WORKING DATA START

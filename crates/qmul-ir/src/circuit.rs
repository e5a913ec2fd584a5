//! High-level circuit builder API.

use std::collections::BTreeMap;

use rustc_hash::FxHashMap;
use serde::{Deserialize, Serialize};
use tracing::trace;

use crate::draw;
use crate::error::{IrError, IrResult};
use crate::gate::StandardGate;
use crate::instruction::{Instruction, InstructionKind};
use crate::qubit::{Clbit, ClbitId, Qubit, QubitId};

/// A quantum circuit: allocated wires plus an ordered instruction list.
///
/// Instructions are kept in the order they were appended. That order defines
/// the unitary, so nothing in this type reorders or merges them.
#[derive(Debug, Clone, PartialEq, Serialize, Deserialize)]
pub struct Circuit {
    name: String,
    qubits: Vec<Qubit>,
    clbits: Vec<Clbit>,
    instructions: Vec<Instruction>,
}

/// A wire key used when computing depth.
#[derive(Debug, Clone, Copy, PartialEq, Eq, Hash)]
enum Wire {
    Qubit(QubitId),
    Clbit(ClbitId),
}

impl Circuit {
    /// Create a new empty circuit.
    pub fn new(name: impl Into<String>) -> Self {
        Self {
            name: name.into(),
            qubits: vec![],
            clbits: vec![],
            instructions: vec![],
        }
    }

    /// Create a circuit with a given number of qubits and classical bits.
    pub fn with_size(name: impl Into<String>, num_qubits: u32, num_clbits: u32) -> Self {
        let mut circuit = Self::new(name);
        for _ in 0..num_qubits {
            circuit.add_qubit();
        }
        for _ in 0..num_clbits {
            circuit.add_clbit();
        }
        circuit
    }

    /// Add a single qubit to the circuit.
    pub fn add_qubit(&mut self) -> QubitId {
        let id = self.next_qubit_id();
        self.qubits.push(Qubit::new(id));
        id
    }

    /// Add a named quantum register of `size` qubits.
    pub fn add_qreg(&mut self, name: impl Into<String>, size: u32) -> Vec<QubitId> {
        let name = name.into();
        (0..size)
            .map(|i| {
                let id = self.next_qubit_id();
                self.qubits.push(Qubit::with_register(id, &name, i));
                id
            })
            .collect()
    }

    /// Add a single classical bit to the circuit.
    pub fn add_clbit(&mut self) -> ClbitId {
        let id = self.next_clbit_id();
        self.clbits.push(Clbit::new(id));
        id
    }

    /// Add a named classical register of `size` bits.
    pub fn add_creg(&mut self, name: impl Into<String>, size: u32) -> Vec<ClbitId> {
        let name = name.into();
        (0..size)
            .map(|i| {
                let id = self.next_clbit_id();
                self.clbits.push(Clbit::with_register(id, &name, i));
                id
            })
            .collect()
    }

    #[allow(clippy::cast_possible_truncation)]
    fn next_qubit_id(&self) -> QubitId {
        QubitId(self.qubits.len() as u32)
    }

    #[allow(clippy::cast_possible_truncation)]
    fn next_clbit_id(&self) -> ClbitId {
        ClbitId(self.clbits.len() as u32)
    }

    // =========================================================================
    // Gates
    // =========================================================================

    /// Apply Hadamard gate.
    pub fn h(&mut self, qubit: QubitId) -> IrResult<&mut Self> {
        self.apply(Instruction::single_qubit_gate(StandardGate::H, qubit))?;
        Ok(self)
    }

    /// Apply Pauli-X gate.
    pub fn x(&mut self, qubit: QubitId) -> IrResult<&mut Self> {
        self.apply(Instruction::single_qubit_gate(StandardGate::X, qubit))?;
        Ok(self)
    }

    /// Apply phase gate.
    pub fn p(&mut self, theta: f64, qubit: QubitId) -> IrResult<&mut Self> {
        self.apply(Instruction::single_qubit_gate(StandardGate::P(theta), qubit))?;
        Ok(self)
    }

    /// Apply controlled-phase gate.
    pub fn cp(&mut self, theta: f64, control: QubitId, target: QubitId) -> IrResult<&mut Self> {
        self.apply(Instruction::two_qubit_gate(
            StandardGate::CP(theta),
            control,
            target,
        ))?;
        Ok(self)
    }

    /// Apply SWAP gate.
    pub fn swap(&mut self, q1: QubitId, q2: QubitId) -> IrResult<&mut Self> {
        self.apply(Instruction::two_qubit_gate(StandardGate::Swap, q1, q2))?;
        Ok(self)
    }

    /// Measure a qubit to a classical bit.
    pub fn measure(&mut self, qubit: QubitId, clbit: ClbitId) -> IrResult<&mut Self> {
        self.apply(Instruction::measure(qubit, clbit))?;
        Ok(self)
    }

    /// Apply a barrier to the given qubits.
    pub fn barrier(&mut self, qubits: impl IntoIterator<Item = QubitId>) -> IrResult<&mut Self> {
        self.apply(Instruction::barrier(qubits))?;
        Ok(self)
    }

    /// Validate and append an instruction.
    ///
    /// On error the circuit is left unchanged.
    pub fn apply(&mut self, instruction: Instruction) -> IrResult<()> {
        self.validate(&instruction)?;
        trace!(
            gate = instruction.name(),
            qubits = ?instruction.qubits,
            "append instruction"
        );
        self.instructions.push(instruction);
        Ok(())
    }

    fn validate(&self, instruction: &Instruction) -> IrResult<()> {
        let gate_name = || Some(instruction.name().to_string());

        if let InstructionKind::Gate(gate) = &instruction.kind {
            #[allow(clippy::cast_possible_truncation)]
            let got = instruction.qubits.len() as u32;
            if got != gate.num_qubits() {
                return Err(IrError::QubitCountMismatch {
                    gate_name: gate.name().into(),
                    expected: gate.num_qubits(),
                    got,
                });
            }
            if let Some(angle) = gate.angle() {
                if !angle.is_finite() {
                    return Err(IrError::NonFiniteAngle {
                        gate_name: gate.name().into(),
                        angle,
                    });
                }
            }
        }

        for (i, &qubit) in instruction.qubits.iter().enumerate() {
            if qubit.index() >= self.qubits.len() {
                return Err(IrError::QubitNotFound {
                    qubit,
                    gate_name: gate_name(),
                });
            }
            if instruction.qubits[..i].contains(&qubit) {
                return Err(IrError::DuplicateQubit {
                    qubit,
                    gate_name: gate_name(),
                });
            }
        }

        for &clbit in &instruction.clbits {
            if clbit.0 as usize >= self.clbits.len() {
                return Err(IrError::ClbitNotFound {
                    clbit,
                    gate_name: gate_name(),
                });
            }
        }

        Ok(())
    }

    // =========================================================================
    // Accessors
    // =========================================================================

    /// Circuit name, used as the diagram and JSON label.
    pub fn name(&self) -> &str {
        &self.name
    }

    /// Number of allocated qubits.
    pub fn num_qubits(&self) -> usize {
        self.qubits.len()
    }

    /// Number of allocated classical bits.
    pub fn num_clbits(&self) -> usize {
        self.clbits.len()
    }

    /// Qubits in id order.
    pub fn qubits(&self) -> &[Qubit] {
        &self.qubits
    }

    /// Classical bits in id order.
    pub fn clbits(&self) -> &[Clbit] {
        &self.clbits
    }

    /// Instructions in append order.
    pub fn instructions(&self) -> &[Instruction] {
        &self.instructions
    }

    /// Number of instructions, barriers included.
    pub fn len(&self) -> usize {
        self.instructions.len()
    }

    /// Whether no instruction has been appended.
    pub fn is_empty(&self) -> bool {
        self.instructions.is_empty()
    }

    /// Circuit depth: the longest chain of operations along any wire.
    ///
    /// Barriers synchronize the wires they cover but do not add a layer.
    pub fn depth(&self) -> usize {
        let mut front: FxHashMap<Wire, usize> = FxHashMap::default();
        let mut depth = 0;

        for inst in &self.instructions {
            let wires: Vec<Wire> = inst
                .qubits
                .iter()
                .map(|&q| Wire::Qubit(q))
                .chain(inst.clbits.iter().map(|&c| Wire::Clbit(c)))
                .collect();
            let start = wires
                .iter()
                .map(|w| front.get(w).copied().unwrap_or(0))
                .max()
                .unwrap_or(0);
            let level = if inst.is_barrier() { start } else { start + 1 };
            for wire in wires {
                front.insert(wire, level);
            }
            depth = depth.max(level);
        }

        depth
    }

    /// Count instructions by name.
    pub fn count_ops(&self) -> BTreeMap<String, usize> {
        let mut counts = BTreeMap::new();
        for inst in &self.instructions {
            *counts.entry(inst.name().to_string()).or_insert(0) += 1;
        }
        counts
    }

    /// Render the circuit as a text diagram.
    pub fn draw(&self) -> String {
        draw::render(self)
    }

    /// Serialize the circuit to pretty-printed JSON.
    pub fn to_json(&self) -> serde_json::Result<String> {
        serde_json::to_string_pretty(self)
    }

    /// Deserialize a circuit from JSON.
    ///
    /// The wires and every instruction are checked exactly as [`Circuit::apply`]
    /// checks them, so a decoded circuit upholds the same invariants as a built one.
    pub fn from_json(source: &str) -> IrResult<Self> {
        let decoded: Self =
            serde_json::from_str(source).map_err(|e| IrError::Json(e.to_string()))?;

        check_numbering(decoded.qubits.iter().map(|q| q.id.0))?;
        check_numbering(decoded.clbits.iter().map(|c| c.id.0))?;

        let mut circuit = Self {
            name: decoded.name,
            qubits: decoded.qubits,
            clbits: decoded.clbits,
            instructions: Vec::with_capacity(decoded.instructions.len()),
        };
        for instruction in decoded.instructions {
            circuit.apply(instruction)?;
        }
        Ok(circuit)
    }
}

fn check_numbering(ids: impl Iterator<Item = u32>) -> IrResult<()> {
    for (position, id) in ids.enumerate() {
        if id as usize != position {
            return Err(IrError::MisnumberedWire { position, id });
        }
    }
    Ok(())
}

WORKING DATA END

Set out every line from the material that contains the string "FxHashMap".

## ANSWER TO THIS EXERCISE
use rustc_hash::FxHashMap;
        let mut front: FxHashMap<Wire, usize> = FxHashMap::default();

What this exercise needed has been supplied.